Movements without clear structures and leaders don’t fit our log-frames and theories of change, even though we increasingly acknowledge that change is highly complex. Our processes for risk and financial management are strict, and force movements to comply with demands which do not come from the bottom up. Our appetite for power analysis and more astute political reading seems to fall short of the level of long-term political engagement that social movements generally have themselves.
Movements without clear structures and leaders don’t fit our log-frames and theories of change
It strikes me that on a spectrum of how change happens, social movements are often positioned at one of two extreme ends, and INGOs have great difficulty in meeting them at either. At one end of the spectrum, social movements position themselves in highly oppositional, and often confrontational stances, where direct action, disruption or civil disobedience are considered legitimate strategies for change, for example when landless movements occupy unproductive land to establish settlements and cooperatives.
In contexts where land inequality causes poverty and drives many forms of inequality, and where even after decades of struggle, land reform has never occurred, it would seem justified for landless farmers to engage in such action. The same could be said for movements of many other particularly marginalised groups, desperate in the face of the poverty and inequality that confronts them. It is no coincidence that land rights activists are amongst those human rights defenders most at risk of politically targeted violence by armed groups including security forces, and sometimes also resort to violence to defend themselves or their land. Amongst its recommendations, Rhize also alerts us to the need to pay much closer attention to the security and protection of activists.
At the other end of the spectrum, when progressive governments are elected on the back of popular mobilization often led by social movements, these same movements often find themselves with a direct channel of influence with the people they have helped bring to power. Activists and leaders shift across to positions in government, and the new regimes open space for social movements to continue to mobilise and push through their agendas. In INGOs, some might worry that this is co-option. For social movements, it’s more likely to be seen as victory.
I’m yet to come across a large INGO willing to openly support either of these strategies – direct action to effect or defend change, or influence based on close allegiances with government. Where INGOs have been able to support social movements, this is sometimes more behind the scenes, or for specific areas of work which are less controversial.

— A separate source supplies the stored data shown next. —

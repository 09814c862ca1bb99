//! Shared test utilities and fixtures.

#![allow(dead_code)]

use talentvector::Candidate;

/// Tolerance for "equal up to floating-point rounding".
pub const EPSILON: f64 = 1e-9;

/// A job description used across suites.
pub const BACKEND_JOB: &str = "Backend engineer: Rust, PostgreSQL, Kubernetes. \
     Design and operate distributed systems. Experience with Rust async and gRPC.";

/// Resumes with a known intended ordering against [`BACKEND_JOB`].
pub fn backend_resumes() -> Vec<Candidate> {
    vec![
        Candidate::new(
            "pastry_chef.txt",
            "Pastry chef with ten years in French bakeries. Croissants, sourdough, plating.",
        ),
        Candidate::new(
            "rust_backend.txt",
            "Senior backend engineer. Rust async services with gRPC, PostgreSQL, \
             Kubernetes deployments. Operated distributed systems at scale.",
        ),
        Candidate::new(
            "frontend.txt",
            "Frontend engineer. React, TypeScript, CSS. Some experience with backend APIs.",
        ),
    ]
}

pub fn assert_close(actual: f64, expected: f64) {
    assert!(
        (actual - expected).abs() < EPSILON,
        "expected {} ± {}, got {}",
        expected,
        EPSILON,
        actual
    );
}

pub fn assert_valid_scores(scores: &[f64]) {
    for (i, score) in scores.iter().enumerate() {
        assert!(score.is_finite(), "score {} is not finite: {}", i, score);
        assert!(
            (0.0..=1.0).contains(score),
            "score {} out of [0, 1]: {}",
            i,
            score
        );
    }
}
// Copyright 2025-present Harīṣh Tummalachērla
// SPDX-License-Identifier: Apache-2.0

//! Ranking configuration.
//!
//! Everything that changes how text turns into scores lives in one
//! [`RankConfig`]: the tokenizer and the weighting scheme. It reads from a
//! JSON file where every field is optional:
//!
//! ```json
//! {
//!   "tokenizer": { "stopWords": "english", "stripAccents": true },
//!   "weighting": { "sublinearTf": true }
//! }
//! ```
//!
//! The CLI layers its flags on top of whatever the file sets.

use std::fs;
use std::path::Path;

use serde::{Deserialize, Serialize};

use crate::error::{Error, Result};
use crate::tokenize::TokenizerConfig;
use crate::vectorize::WeightingConfig;

#[derive(Debug, Clone, Default, PartialEq, Eq, Serialize, Deserialize)]
#[serde(rename_all = "camelCase", default)]
pub struct RankConfig {
    pub tokenizer: TokenizerConfig,
    pub weighting: WeightingConfig,
}

impl RankConfig {
    /// Parse and validate a JSON configuration.
    pub fn from_json(json: &str) -> Result<Self> {
        let config: RankConfig = serde_json::from_str(json)?;
        config.validate()?;
        Ok(config)
    }

    /// Read, parse and validate a JSON configuration file.
    pub fn from_file(path: &Path) -> Result<Self> {
        let content = fs::read_to_string(path).map_err(|source| Error::Io {
            path: path.to_path_buf(),
            source,
        })?;
        let config = Self::from_json(&content)?;
        tracing::debug!(path = %path.display(), ?config, "loaded rank configuration");
        Ok(config)
    }

    pub fn validate(&self) -> Result<()> {
        if self.tokenizer.min_token_len == 0 {
            return Err(Error::Config(
                "tokenizer.minTokenLen must be at least 1".to_string(),
            ));
        }
        Ok(())
    }
}
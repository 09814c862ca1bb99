//! Batches with nothing to vectorize.
//!
//! These must come back as zeros, never NaN and never a panic.

use talentvector::{rank, RankConfig, Ranker, StopWords};

#[test]
fn all_empty_batch_scores_zero() {
    assert_eq!(rank("", &["", ""]), vec![0.0, 0.0]);
}

#[test]
fn punctuation_only_batch_scores_zero() {
    assert_eq!(rank("!!!", &["...", "---", "?"]), vec![0.0, 0.0, 0.0]);
}

#[test]
fn single_character_tokens_only_scores_zero() {
    assert_eq!(rank("a b c", &["x y z", "1 2 3"]), vec![0.0, 0.0]);
}

#[test]
fn empty_query_scores_zero_against_real_text() {
    assert_eq!(rank("", &["rust developer", "go"]), vec![0.0, 0.0]);
    assert_eq!(rank("   \n\t", &["rust developer"]), vec![0.0]);
}

#[test]
fn empty_candidate_scores_zero_next_to_real_ones() {
    let scores = rank("rust developer", &["", "rust developer"]);
    assert_eq!(scores[0], 0.0);
    assert!(scores[1] > 0.99);
}

#[test]
fn stop_word_only_batch_scores_zero() {
    let mut config = RankConfig::default();
    config.tokenizer.stop_words = StopWords::English;
    let scores = Ranker::new(config).rank("the and of", &["with the", "to be or not"]);
    assert_eq!(scores, vec![0.0, 0.0]);
}

#[test]
fn diagnostic_text_is_ranked_like_any_other_text() {
    let scores = rank(
        "rust developer",
        &["Error extracting text: permission denied", "No readable text found."],
    );
    assert_eq!(scores, vec![0.0, 0.0]);
}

We often put difficulties in working with social movements down to the rigidity of our funding, M&E and financial management systems. However, could it be that there is actually a gap in what we regard and explain to others as legitimate strategies for change? We need to be open to learn from social movements, and be honest about the limits of our own work. Beyond providing funding and advisory support, perhaps the greatest role INGOs can play is to help legitimise and broaden understanding of how social movements play a key role in contributing to change, and how this is quite different to the role that we play as INGOs.